Through these series of articles, we will be exploring the peculiarities of Indian copyright law that may pose incremental risk to genAI tool developers, as well as models. Before we dive into legal issues, it is crucial to understand how a genAI tool is crated and works.
How are genAI tools developed:
Visualize how a child learns reading and writing – by copying, imitating and repeated tracing of the alphabet (ABCs), followed by simple words, sentences and so on. Similarly visualize how a child learns to speak – by listening to and repeating sounds and words spoken by a parent/teacher or other care giver. Having learnt how to read, write and speak, the same child, being exposed to a wide spectrum of social, cultural and informational content and experiences, is not only intrinsically shaped by such content and experiences but also shapes the cultural realm through her contributions.

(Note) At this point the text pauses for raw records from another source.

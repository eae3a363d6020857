//! Node and result types produced by the tree builder

use std::ops::{Add, AddAssign};

use serde::Serialize;

/// Classification of a single filesystem entry.
#[derive(Debug, Clone, Copy, PartialEq, Eq, Hash, Serialize)]
#[serde(rename_all = "lowercase")]
pub enum EntryType {
    File,
    Directory,
    Link,
    /// A link whose target does not exist. Only produced when dead-link
    /// detection is enabled.
    #[serde(rename = "deadlink")]
    DeadLink,
    Executable,
}

/// One classified filesystem entry, possibly with nested children.
#[derive(Debug, Clone, PartialEq, Eq, Serialize)]
pub struct Node {
    pub name: String,
    #[serde(rename = "type")]
    pub kind: EntryType,
    #[serde(skip_serializing_if = "Option::is_none")]
    pub size: Option<u64>,
    #[serde(skip_serializing_if = "Option::is_none")]
    pub target: Option<String>,
    /// Present for directories and for links to directories (empty when the
    /// link was not followed).
    #[serde(skip_serializing_if = "Option::is_none")]
    pub contents: Option<Vec<Node>>,
}

impl Node {
    pub fn directory(name: impl Into<String>, contents: Vec<Node>) -> Self {
        Self {
            name: name.into(),
            kind: EntryType::Directory,
            size: None,
            target: None,
            contents: Some(contents),
        }
    }

    pub fn leaf(name: impl Into<String>, kind: EntryType, size: Option<u64>) -> Self {
        Self {
            name: name.into(),
            kind,
            size,
            target: None,
            contents: None,
        }
    }

    pub fn link(
        name: impl Into<String>,
        kind: EntryType,
        target: String,
        size: Option<u64>,
        contents: Option<Vec<Node>>,
    ) -> Self {
        Self {
            name: name.into(),
            kind,
            size,
            target: Some(target),
            contents,
        }
    }

    /// Children in display order; empty for leaf nodes.
    pub fn children(&self) -> &[Node] {
        self.contents.as_deref().unwrap_or(&[])
    }

    pub fn has_contents(&self) -> bool {
        self.contents.is_some()
    }
}

/// Directory and file totals for a subtree.
#[derive(Debug, Clone, Copy, Default, PartialEq, Eq)]
pub struct Counts {
    pub directories: usize,
    pub files: usize,
}

impl Counts {
    pub const fn directory() -> Self {
        Self {
            directories: 1,
            files: 0,
        }
    }

    pub const fn file() -> Self {
        Self {
            directories: 0,
            files: 1,
        }
    }
}

impl Add for Counts {
    type Output = Counts;

    fn add(self, rhs: Counts) -> Counts {
        Counts {
            directories: self.directories + rhs.directories,
            files: self.files + rhs.files,
        }
    }
}

impl AddAssign for Counts {
    fn add_assign(&mut self, rhs: Counts) {
        *self = *self + rhs;
    }
}

/// Output of one traversal. The root directory itself is not counted.
#[derive(Debug, Clone, PartialEq, Eq, Serialize)]
pub struct TreeResult {
    pub root: Node,
    pub directories: usize,
    pub files: usize,
}

impl TreeResult {
    pub fn new(root: Node, counts: Counts) -> Self {
        Self {
            root,
            directories: counts.directories,
            files: counts.files,
        }
    }
}

#[cfg(test)]
mod tests {
    use super::*;

    #[test]
    fn test_counts_fold() {
        let total = Counts::directory() + Counts::file() + Counts::file();
        assert_eq!(
            total,
            Counts {
                directories: 1,
                files: 2
            }
        );

        let mut acc = Counts::default();
        acc += total;
        acc += Counts::directory();
        assert_eq!(acc.directories, 2);
        assert_eq!(acc.files, 2);
    }

    #[test]
    fn test_leaf_has_no_children() {
        let node = Node::leaf("a.txt", EntryType::File, None);
        assert!(!node.has_contents());
        assert!(node.children().is_empty());
    }

    #[test]
    fn test_json_omits_absent_fields() {
        let node = Node::leaf("run.sh", EntryType::Executable, None);
        let json = serde_json::to_value(&node).unwrap();
        assert_eq!(json["name"], "run.sh");
        assert_eq!(json["type"], "executable");
        assert!(json.get("size").is_none());
        assert!(json.get("target").is_none());
        assert!(json.get("contents").is_none());
    }

    #[test]
    fn test_json_link_fields() {
        let node = Node::link("L", EntryType::Link, "A".to_string(), Some(1), Some(vec![]));
        let json = serde_json::to_value(&node).unwrap();
        assert_eq!(json["type"], "link");
        assert_eq!(json["target"], "A");
        assert_eq!(json["size"], 1);
        assert_eq!(json["contents"], serde_json::json!([]));
    }

    #[test]
    fn test_dead_link_serializes_as_deadlink() {
        let json = serde_json::to_value(EntryType::DeadLink).unwrap();
        assert_eq!(json, "deadlink");
    }
}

It is this exact process of being shaped by, and at the same time shaping back, the cultural realm that genAI is mimicking through its algorithms that read the vast data sets of content and information available in digital form (‘training sets’) and extract ‘knowledge’ from the training sets. The ‘knowledge’ is nothing, but the meta-information embedded within the training sets. This knowledge extraction happens by firstly breaking and categorizing the data into fundamental ‘tokens’, secondly, identifying statistical patterns from the placement of such tokens to learn the relevance and context of each word in a sentence, and thirdly apply the knowledge to predict answers based on the statistical patterns learnt. Thus, what Gen AI systems most likely tend to do is “produce a “reasonable continuation” of whatever text it’s got so far. It essentially mimics the process of learning and knowledge sharing adopted by a human mind, by converting words into numbers (tokens) and finding massive statistical patterns for learning through the numbers. In other words, creators of genAI tools/models are attempting to create a human brain through computers, as opposed to through natural conception or IVF or test tube baby brains.
Whether storage by genAI systems is copyright infringement?
The current stage of training genAI models involves making copies (fixing) of data sets, which include copyright protectable works, and storing them for varied periods. Storage of data sets for the purposes of training can happen in three distinct ways:
- Storage throughout the subsistence and use of the models.
- Storage until the data is extracted and absorbed.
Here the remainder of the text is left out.